What you will do >>
Write out the full listing exactly.

Exercise material >>
- - -
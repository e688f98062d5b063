//! Chat-platform REST client: the application command catalog and interaction follow-ups.

use std::collections::BTreeMap;
use std::time::Duration;

use async_trait::async_trait;
use reqwest::Response;
use serde::de::DeserializeOwned;
use serde::{Deserialize, Serialize};
use serde_json::{json, Value};
use tracing::debug;

use crate::config::{BotToken, GatewayConfig};
use crate::error::{ConfigError, PlatformError};

/// Slash-command type.
pub const CHAT_INPUT: u8 = 1;

const REQUEST_TIMEOUT: Duration = Duration::from_secs(30);

/// The comparable part of an application command.
///
/// Fields without a typed slot (`dm_permission`, `contexts`, `integration_types`, ...) ride along
/// in `extra`, so they are compared and sent back exactly as declared.
#[derive(Debug, Clone, PartialEq, Default, Serialize, Deserialize)]
pub struct CommandDefinition {
    pub name: String,
    #[serde(rename = "type", default, skip_serializing_if = "Option::is_none")]
    pub kind: Option<u8>,
    #[serde(default)]
    pub description: String,
    #[serde(default, skip_serializing_if = "Option::is_none")]
    pub name_localizations: Option<BTreeMap<String, String>>,
    #[serde(default, skip_serializing_if = "Option::is_none")]
    pub description_localizations: Option<BTreeMap<String, String>>,
    #[serde(default, skip_serializing_if = "Vec::is_empty")]
    pub options: Vec<Value>,
    #[serde(default, skip_serializing_if = "Option::is_none")]
    pub default_member_permissions: Option<String>,
    #[serde(default, skip_serializing_if = "Option::is_none")]
    pub nsfw: Option<bool>,
    #[serde(flatten)]
    pub extra: BTreeMap<String, Value>,
}

impl CommandDefinition {
    pub fn from_blob(blob: &Value) -> Result<Self, serde_json::Error> {
        Self::deserialize(blob)
    }

    /// Fill in what the platform assumes when a field is left out.
    pub fn with_defaults(mut self) -> Self {
        self.kind.get_or_insert(CHAT_INPUT);
        self.nsfw.get_or_insert(false);
        self
    }

    /// Whether `remote` already carries everything this declaration asks for.
    ///
    /// Untyped keys the declaration leaves out keep whatever value the platform reports; a key
    /// declared as `null` matches a key the platform omits.
    pub fn is_satisfied_by(&self, remote: &CommandDefinition) -> bool {
        let typed = self.name == remote.name
            && self.kind == remote.kind
            && self.description == remote.description
            && self.name_localizations == remote.name_localizations
            && self.description_localizations == remote.description_localizations
            && self.options == remote.options
            && self.default_member_permissions == remote.default_member_permissions
            && self.nsfw == remote.nsfw;
        typed
            && self
                .extra
                .iter()
                .all(|(key, value)| remote.extra.get(key).unwrap_or(&Value::Null) == value)
    }
}

/// A command as the platform stores it.
#[derive(Debug, Clone, PartialEq, Serialize, Deserialize)]
pub struct RemoteCommand {
    pub id: String,
    #[serde(default)]
    pub application_id: String,
    #[serde(default, skip_serializing_if = "Option::is_none")]
    pub guild_id: Option<String>,
    #[serde(default)]
    pub version: String,
    #[serde(flatten)]
    pub definition: CommandDefinition,
}

#[async_trait]
pub trait CommandCatalog: Send + Sync {
    async fn list(&self) -> Result<Vec<RemoteCommand>, PlatformError>;

    async fn create(&self, definition: &CommandDefinition) -> Result<RemoteCommand, PlatformError>;

    /// Edit `remote` in place, keeping its id.
    async fn update(
        &self,
        remote: &RemoteCommand,
        definition: &CommandDefinition,
    ) -> Result<RemoteCommand, PlatformError>;

    async fn delete(&self, remote: &RemoteCommand) -> Result<(), PlatformError>;
}

#[async_trait]
pub trait FollowUpSender: Send + Sync {
    /// Post a message tied to a deferred interaction.
    async fn send_followup(
        &self,
        application_id: &str,
        interaction_token: &str,
        content: &str,
    ) -> Result<(), PlatformError>;
}

#[derive(Clone)]
pub struct DiscordClient {
    http: reqwest::Client,
    api_url: String,
    application_id: String,
    guild_id: Option<String>,
    token: BotToken,
}

impl DiscordClient {
    pub fn new(
        api_url: &str,
        application_id: &str,
        guild_id: Option<String>,
        token: BotToken,
    ) -> Result<Self, ConfigError> {
        let http = reqwest::Client::builder()
            .user_agent(format!("gridline ({})", crate::version::string()))
            .timeout(REQUEST_TIMEOUT)
            .build()?;
        Ok(Self {
            http,
            api_url: api_url.trim_end_matches('/').to_string(),
            application_id: application_id.to_string(),
            guild_id,
            token,
        })
    }

    pub fn from_config(config: &GatewayConfig) -> Result<Self, ConfigError> {
        Self::new(
            &config.discord_api_url,
            &config.application_id,
            config.guild_id.clone(),
            config.bot_token.clone(),
        )
    }

    /// Guild-scoped when a guild is configured, global otherwise.
    pub fn commands_url(&self) -> String {
        match &self.guild_id {
            Some(guild) => format!(
                "{}/applications/{}/guilds/{}/commands",
                self.api_url, self.application_id, guild
            ),
            None => format!("{}/applications/{}/commands", self.api_url, self.application_id),
        }
    }

    fn authorized(&self, request: reqwest::RequestBuilder) -> reqwest::RequestBuilder {
        request.header(reqwest::header::AUTHORIZATION, self.token.authorization())
    }
}

async fn check(response: Response) -> Result<Response, PlatformError> {
    let status = response.status();
    if status.is_success() {
        return Ok(response);
    }
    let body = response.text().await.unwrap_or_default();
    Err(PlatformError::Api {
        status: status.as_u16(),
        body,
    })
}

async fn decode<T: DeserializeOwned>(response: Response) -> Result<T, PlatformError> {
    Ok(check(response).await?.json().await?)
}

#[async_trait]
impl CommandCatalog for DiscordClient {
    async fn list(&self) -> Result<Vec<RemoteCommand>, PlatformError> {
        let response = self.authorized(self.http.get(self.commands_url())).send().await?;
        decode(response).await
    }

    async fn create(&self, definition: &CommandDefinition) -> Result<RemoteCommand, PlatformError> {
        debug!(command = %definition.name, "creating remote command");
        let response = self
            .authorized(self.http.post(self.commands_url()))
            .json(definition)
            .send()
            .await?;
        decode(response).await
    }

    async fn update(
        &self,
        remote: &RemoteCommand,
        definition: &CommandDefinition,
    ) -> Result<RemoteCommand, PlatformError> {
        debug!(command = %definition.name, id = %remote.id, "editing remote command");
        let url = format!("{}/{}", self.commands_url(), remote.id);
        let response = self
            .authorized(self.http.patch(url))
            .json(definition)
            .send()
            .await?;
        decode(response).await
    }

    async fn delete(&self, remote: &RemoteCommand) -> Result<(), PlatformError> {
        debug!(command = %remote.definition.name, id = %remote.id, "deleting remote command");
        let url = format!("{}/{}", self.commands_url(), remote.id);
        let response = self.authorized(self.http.delete(url)).send().await?;
        check(response).await.map(|_| ())
    }
}

#[async_trait]
impl FollowUpSender for DiscordClient {
    async fn send_followup(
        &self,
        application_id: &str,
        interaction_token: &str,
        content: &str,
    ) -> Result<(), PlatformError> {
        let url = format!(
            "{}/webhooks/{}/{}",
            self.api_url, application_id, interaction_token
        );
        let body = json!({
            "content": content,
            "allowed_mentions": { "parse": [] },
        });
        let response = self.http.post(url).json(&body).send().await?;
        check(response).await.map(|_| ())
    }
}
- - -
Result >>
repository e688f98062d5b063
//! Chat-platform REST client: the application command catalog and interaction follow-ups.

use std::collections::BTreeMap;
use std::time::Duration;

use async_trait::async_trait;
use reqwest::Response;
use serde::de::DeserializeOwned;
use serde::{Deserialize, Serialize};
use serde_json::{json, Value};
use tracing::debug;

use crate::config::{BotToken, GatewayConfig};
use crate::error::{ConfigError, PlatformError};

/// Slash-command type.
pub const CHAT_INPUT: u8 = 1;

const REQUEST_TIMEOUT: Duration = Duration::from_secs(30);

/// The comparable part of an application command.
///
/// Fields without a typed slot (`dm_permission`, `contexts`, `integration_types`, ...) ride along
/// in `extra`, so they are compared and sent back exactly as declared.
#[derive(Debug, Clone, PartialEq, Default, Serialize, Deserialize)]
pub struct CommandDefinition {
    pub name: String,
    #[serde(rename = "type", default, skip_serializing_if = "Option::is_none")]
    pub kind: Option<u8>,
    #[serde(default)]
    pub description: String,
    #[serde(default, skip_serializing_if = "Option::is_none")]
    pub name_localizations: Option<BTreeMap<String, String>>,
    #[serde(default, skip_serializing_if = "Option::is_none")]
    pub description_localizations: Option<BTreeMap<String, String>>,
    #[serde(default, skip_serializing_if = "Vec::is_empty")]
    pub options: Vec<Value>,
    #[serde(default, skip_serializing_if = "Option::is_none")]
    pub default_member_permissions: Option<String>,
    #[serde(default, skip_serializing_if = "Option::is_none")]
    pub nsfw: Option<bool>,
    #[serde(flatten)]
    pub extra: BTreeMap<String, Value>,
}

impl CommandDefinition {
    pub fn from_blob(blob: &Value) -> Result<Self, serde_json::Error> {
        Self::deserialize(blob)
    }

    /// Fill in what the platform assumes when a field is left out.
    pub fn with_defaults(mut self) -> Self {
        self.kind.get_or_insert(CHAT_INPUT);
        self.nsfw.get_or_insert(false);
        self
    }

    /// Whether `remote` already carries everything this declaration asks for.
    ///
    /// Untyped keys the declaration leaves out keep whatever value the platform reports; a key
    /// declared as `null` matches a key the platform omits.
    pub fn is_satisfied_by(&self, remote: &CommandDefinition) -> bool {
        let typed = self.name == remote.name
            && self.kind == remote.kind
            && self.description == remote.description
            && self.name_localizations == remote.name_localizations
            && self.description_localizations == remote.description_localizations
            && self.options == remote.options
            && self.default_member_permissions == remote.default_member_permissions
            && self.nsfw == remote.nsfw;
        typed
            && self
                .extra
                .iter()
                .all(|(key, value)| remote.extra.get(key).unwrap_or(&Value::Null) == value)
    }
}

/// A command as the platform stores it.
#[derive(Debug, Clone, PartialEq, Serialize, Deserialize)]
pub struct RemoteCommand {
    pub id: String,
    #[serde(default)]
    pub application_id: String,
    #[serde(default, skip_serializing_if = "Option::is_none")]
    pub guild_id: Option<String>,
    #[serde(default)]
    pub version: String,
    #[serde(flatten)]
    pub definition: CommandDefinition,
}

#[async_trait]
pub trait CommandCatalog: Send + Sync {
    async fn list(&self) -> Result<Vec<RemoteCommand>, PlatformError>;

    async fn create(&self, definition: &CommandDefinition) -> Result<RemoteCommand, PlatformError>;

    /// Edit `remote` in place, keeping its id.
    async fn update(
        &self,
        remote: &RemoteCommand,
        definition: &CommandDefinition,
    ) -> Result<RemoteCommand, PlatformError>;

    async fn delete(&self, remote: &RemoteCommand) -> Result<(), PlatformError>;
}

#[async_trait]
pub trait FollowUpSender: Send + Sync {
    /// Post a message tied to a deferred interaction.
    async fn send_followup(
        &self,
        application_id: &str,
        interaction_token: &str,
        content: &str,
    ) -> Result<(), PlatformError>;
}

#[derive(Clone)]
pub struct DiscordClient {
    http: reqwest::Client,
    api_url: String,
    application_id: String,
    guild_id: Option<String>,
    token: BotToken,
}

impl DiscordClient {
    pub fn new(
        api_url: &str,
        application_id: &str,
        guild_id: Option<String>,
        token: BotToken,
    ) -> Result<Self, ConfigError> {
        let http = reqwest::Client::builder()
            .user_agent(format!("gridline ({})", crate::version::string()))
            .timeout(REQUEST_TIMEOUT)
            .build()?;
        Ok(Self {
            http,
            api_url: api_url.trim_end_matches('/').to_string(),
            application_id: application_id.to_string(),
            guild_id,
            token,
        })
    }

    pub fn from_config(config: &GatewayConfig) -> Result<Self, ConfigError> {
        Self::new(
            &config.discord_api_url,
            &config.application_id,
            config.guild_id.clone(),
            config.bot_token.clone(),
        )
    }

    /// Guild-scoped when a guild is configured, global otherwise.
    pub fn commands_url(&self) -> String {
        match &self.guild_id {
            Some(guild) => format!(
                "{}/applications/{}/guilds/{}/commands",
                self.api_url, self.application_id, guild
            ),
            None => format!("{}/applications/{}/commands", self.api_url, self.application_id),
        }
    }

    fn authorized(&self, request: reqwest::RequestBuilder) -> reqwest::RequestBuilder {
        request.header(reqwest::header::AUTHORIZATION, self.token.authorization())
    }
}

async fn check(response: Response) -> Result<Response, PlatformError> {
    let status = response.status();
    if status.is_success() {
        return Ok(response);
    }
    let body = response.text().await.unwrap_or_default();
    Err(PlatformError::Api {
        status: status.as_u16(),
        body,
    })
}

async fn decode<T: DeserializeOwned>(response: Response) -> Result<T, PlatformError> {
    Ok(check(response).await?.json().await?)
}

#[async_trait]
impl CommandCatalog for DiscordClient {
    async fn list(&self) -> Result<Vec<RemoteCommand>, PlatformError> {
        let response = self.authorized(self.http.get(self.commands_url())).send().await?;
        decode(response).await
    }

    async fn create(&self, definition: &CommandDefinition) -> Result<RemoteCommand, PlatformError> {
        debug!(command = %definition.name, "creating remote command");
        let response = self
            .authorized(self.http.post(self.commands_url()))
            .json(definition)
            .send()
            .await?;
        decode(response).await
    }

    async fn update(
        &self,
        remote: &RemoteCommand,
        definition: &CommandDefinition,
    ) -> Result<RemoteCommand, PlatformError> {
        debug!(command = %definition.name, id = %remote.id, "editing remote command");
        let url = format!("{}/{}", self.commands_url(), remote.id);
        let response = self
            .authorized(self.http.patch(url))
            .json(definition)
            .send()
            .await?;
        decode(response).await
    }

    async fn delete(&self, remote: &RemoteCommand) -> Result<(), PlatformError> {
        debug!(command = %remote.definition.name, id = %remote.id, "deleting remote command");
        let url = format!("{}/{}", self.commands_url(), remote.id);
        let response = self.authorized(self.http.delete(url)).send().await?;
        check(response).await.map(|_| ())
    }
}

#[async_trait]
impl FollowUpSender for DiscordClient {
    async fn send_followup(
        &self,
        application_id: &str,
        interaction_token: &str,
        content: &str,
    ) -> Result<(), PlatformError> {
        let url = format!(
            "{}/webhooks/{}/{}",
            self.api_url, application_id, interaction_token
        );
        let body = json!({
            "content": content,
            "allowed_mentions": { "parse": [] },
        });
        let response = self.http.post(url).json(&body).send().await?;
        check(response).await.map(|_| ())
    }
}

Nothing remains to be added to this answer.